▶ [PROMPT] When a line in the entries below contains the word "CallError", copy that line.

━━ DATA IN THIS EXERCISE

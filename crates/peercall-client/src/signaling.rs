use async_trait::async_trait;
use peercall_protocol::CallSignalingMessage;
use tokio::sync::mpsc;

use crate::error::CallError;

/// Outbound half of the signaling channel.
#[async_trait]
pub trait SignalingSink: Send + Sync {
    async fn send(&self, message: CallSignalingMessage) -> Result<(), CallError>;
}

/// In-process signaling, e.g. for wiring two managers together.
#[async_trait]
impl SignalingSink for mpsc::UnboundedSender<CallSignalingMessage> {
    async fn send(&self, message: CallSignalingMessage) -> Result<(), CallError> {
        mpsc::UnboundedSender::send(self, message)
            .map_err(|_| CallError::Signaling("signaling channel closed".into()))
    }
}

━━━━

▶ [RESPONSE TO THE TASK]
use crate::error::CallError;
    async fn send(&self, message: CallSignalingMessage) -> Result<(), CallError>;
    async fn send(&self, message: CallSignalingMessage) -> Result<(), CallError> {
            .map_err(|_| CallError::Signaling("signaling channel closed".into()))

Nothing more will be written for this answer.